START EXTRACTED MATERIAL
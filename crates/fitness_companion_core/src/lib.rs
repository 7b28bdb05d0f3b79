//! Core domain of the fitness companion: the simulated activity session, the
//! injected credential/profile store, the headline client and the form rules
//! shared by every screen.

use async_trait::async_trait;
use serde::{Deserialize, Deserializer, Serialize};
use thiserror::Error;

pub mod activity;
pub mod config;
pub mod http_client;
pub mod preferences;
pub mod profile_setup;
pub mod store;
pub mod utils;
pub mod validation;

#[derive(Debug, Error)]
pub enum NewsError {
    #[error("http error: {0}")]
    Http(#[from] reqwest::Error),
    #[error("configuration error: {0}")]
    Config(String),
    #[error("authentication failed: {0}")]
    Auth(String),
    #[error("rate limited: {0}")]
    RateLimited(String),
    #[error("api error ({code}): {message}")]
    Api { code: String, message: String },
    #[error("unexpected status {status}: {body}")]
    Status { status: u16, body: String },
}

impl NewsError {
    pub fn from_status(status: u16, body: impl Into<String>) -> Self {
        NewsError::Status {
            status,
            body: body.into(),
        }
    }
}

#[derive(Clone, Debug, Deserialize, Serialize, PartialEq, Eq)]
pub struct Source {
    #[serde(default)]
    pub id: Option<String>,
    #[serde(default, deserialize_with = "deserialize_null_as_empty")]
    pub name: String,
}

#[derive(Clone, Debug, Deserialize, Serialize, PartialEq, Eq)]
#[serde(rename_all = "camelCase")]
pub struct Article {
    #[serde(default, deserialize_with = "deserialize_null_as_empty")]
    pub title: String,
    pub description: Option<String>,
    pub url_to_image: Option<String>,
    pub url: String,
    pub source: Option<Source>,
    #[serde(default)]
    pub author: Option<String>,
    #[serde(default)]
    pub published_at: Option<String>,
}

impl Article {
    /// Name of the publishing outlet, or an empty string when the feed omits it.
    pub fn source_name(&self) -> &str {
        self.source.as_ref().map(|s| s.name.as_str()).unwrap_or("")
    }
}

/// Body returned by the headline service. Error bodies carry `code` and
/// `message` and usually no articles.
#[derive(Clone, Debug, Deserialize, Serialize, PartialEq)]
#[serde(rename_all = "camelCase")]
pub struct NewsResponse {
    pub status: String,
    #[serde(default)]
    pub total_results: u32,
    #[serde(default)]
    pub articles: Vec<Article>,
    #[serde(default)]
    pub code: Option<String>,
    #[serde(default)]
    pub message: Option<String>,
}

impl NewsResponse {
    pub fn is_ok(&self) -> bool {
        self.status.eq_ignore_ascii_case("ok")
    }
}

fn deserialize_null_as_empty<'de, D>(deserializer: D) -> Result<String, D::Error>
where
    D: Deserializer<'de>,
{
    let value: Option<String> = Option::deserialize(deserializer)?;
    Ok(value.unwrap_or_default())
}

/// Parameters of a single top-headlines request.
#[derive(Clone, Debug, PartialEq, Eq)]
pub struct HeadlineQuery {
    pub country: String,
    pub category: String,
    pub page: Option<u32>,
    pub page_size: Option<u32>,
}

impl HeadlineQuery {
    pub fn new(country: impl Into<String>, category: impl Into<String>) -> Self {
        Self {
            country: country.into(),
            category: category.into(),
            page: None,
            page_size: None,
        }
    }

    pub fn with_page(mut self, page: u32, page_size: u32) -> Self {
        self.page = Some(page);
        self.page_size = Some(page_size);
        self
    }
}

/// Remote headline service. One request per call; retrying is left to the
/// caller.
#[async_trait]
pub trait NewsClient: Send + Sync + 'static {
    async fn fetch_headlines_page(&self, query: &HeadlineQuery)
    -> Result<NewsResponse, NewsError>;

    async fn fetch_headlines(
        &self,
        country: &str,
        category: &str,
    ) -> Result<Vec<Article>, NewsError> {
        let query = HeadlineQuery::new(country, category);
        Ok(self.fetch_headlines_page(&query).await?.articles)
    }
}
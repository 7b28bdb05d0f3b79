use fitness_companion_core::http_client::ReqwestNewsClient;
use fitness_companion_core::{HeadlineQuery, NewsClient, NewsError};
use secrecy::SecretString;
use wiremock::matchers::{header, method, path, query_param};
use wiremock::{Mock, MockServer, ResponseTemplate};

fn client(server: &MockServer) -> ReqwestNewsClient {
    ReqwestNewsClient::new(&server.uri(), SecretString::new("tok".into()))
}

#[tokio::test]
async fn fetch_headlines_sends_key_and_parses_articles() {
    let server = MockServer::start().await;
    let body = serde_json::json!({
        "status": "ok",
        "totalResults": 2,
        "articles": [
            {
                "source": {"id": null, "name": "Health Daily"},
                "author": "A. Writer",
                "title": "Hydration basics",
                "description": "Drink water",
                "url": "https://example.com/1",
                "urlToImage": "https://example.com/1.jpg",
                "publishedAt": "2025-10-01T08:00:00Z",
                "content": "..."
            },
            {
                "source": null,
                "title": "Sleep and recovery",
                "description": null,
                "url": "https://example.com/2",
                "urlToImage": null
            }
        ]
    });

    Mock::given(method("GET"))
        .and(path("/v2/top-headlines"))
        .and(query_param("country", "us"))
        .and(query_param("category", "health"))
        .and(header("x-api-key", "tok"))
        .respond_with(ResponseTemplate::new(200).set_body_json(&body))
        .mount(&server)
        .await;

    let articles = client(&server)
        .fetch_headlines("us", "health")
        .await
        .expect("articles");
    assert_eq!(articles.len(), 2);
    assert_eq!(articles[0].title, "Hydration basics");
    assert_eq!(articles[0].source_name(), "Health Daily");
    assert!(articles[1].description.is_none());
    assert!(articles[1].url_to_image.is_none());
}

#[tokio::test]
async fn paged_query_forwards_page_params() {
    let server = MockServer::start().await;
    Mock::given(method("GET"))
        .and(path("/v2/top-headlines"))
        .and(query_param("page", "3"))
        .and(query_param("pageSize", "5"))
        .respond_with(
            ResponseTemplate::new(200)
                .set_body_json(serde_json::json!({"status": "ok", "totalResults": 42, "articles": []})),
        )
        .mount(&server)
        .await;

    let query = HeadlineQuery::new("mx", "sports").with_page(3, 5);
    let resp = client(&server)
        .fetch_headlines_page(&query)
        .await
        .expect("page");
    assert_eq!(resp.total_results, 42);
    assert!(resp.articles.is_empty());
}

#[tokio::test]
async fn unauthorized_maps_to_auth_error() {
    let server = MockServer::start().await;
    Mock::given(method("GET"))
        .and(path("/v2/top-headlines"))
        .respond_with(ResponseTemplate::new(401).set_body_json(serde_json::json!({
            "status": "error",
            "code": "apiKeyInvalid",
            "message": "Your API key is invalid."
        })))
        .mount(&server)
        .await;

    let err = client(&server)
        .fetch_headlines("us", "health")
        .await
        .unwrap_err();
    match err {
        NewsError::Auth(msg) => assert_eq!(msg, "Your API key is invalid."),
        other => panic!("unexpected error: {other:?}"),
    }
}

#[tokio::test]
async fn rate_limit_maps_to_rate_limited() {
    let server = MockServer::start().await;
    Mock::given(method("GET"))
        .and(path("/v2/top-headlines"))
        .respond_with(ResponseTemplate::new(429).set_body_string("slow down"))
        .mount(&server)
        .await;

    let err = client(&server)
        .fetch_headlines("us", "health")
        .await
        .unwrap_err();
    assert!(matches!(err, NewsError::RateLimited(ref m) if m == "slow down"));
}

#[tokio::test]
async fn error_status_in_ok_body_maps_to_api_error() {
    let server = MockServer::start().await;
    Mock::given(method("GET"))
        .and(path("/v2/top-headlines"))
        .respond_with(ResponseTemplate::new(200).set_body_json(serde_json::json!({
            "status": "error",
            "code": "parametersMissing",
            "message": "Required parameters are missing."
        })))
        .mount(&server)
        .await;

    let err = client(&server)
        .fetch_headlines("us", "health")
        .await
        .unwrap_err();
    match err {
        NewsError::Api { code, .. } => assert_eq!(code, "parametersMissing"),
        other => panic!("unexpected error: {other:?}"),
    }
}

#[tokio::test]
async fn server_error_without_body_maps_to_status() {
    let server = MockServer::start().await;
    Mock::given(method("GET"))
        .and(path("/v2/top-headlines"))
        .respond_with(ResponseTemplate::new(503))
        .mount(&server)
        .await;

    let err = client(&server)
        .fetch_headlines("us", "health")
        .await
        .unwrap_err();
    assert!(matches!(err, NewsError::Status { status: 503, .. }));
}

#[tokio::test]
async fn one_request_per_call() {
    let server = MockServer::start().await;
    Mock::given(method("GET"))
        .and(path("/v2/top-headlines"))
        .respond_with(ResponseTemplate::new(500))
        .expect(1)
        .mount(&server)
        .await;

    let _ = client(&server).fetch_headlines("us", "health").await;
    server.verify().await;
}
END EXTRACTED MATERIAL
→ TASK STATEMENT
Where the line with "by every screen." ends, your copy should end too; please return exactly the lines from the first line of the data through it.

→ SOLUTION TO THE PROBLEM
filename crates/fitness_companion_core/src/lib.rs
repository 7b28bdb05d0f3b79
//! Core domain of the fitness companion: the simulated activity session, the
//! injected credential/profile store, the headline client and the form rules
//! shared by every screen.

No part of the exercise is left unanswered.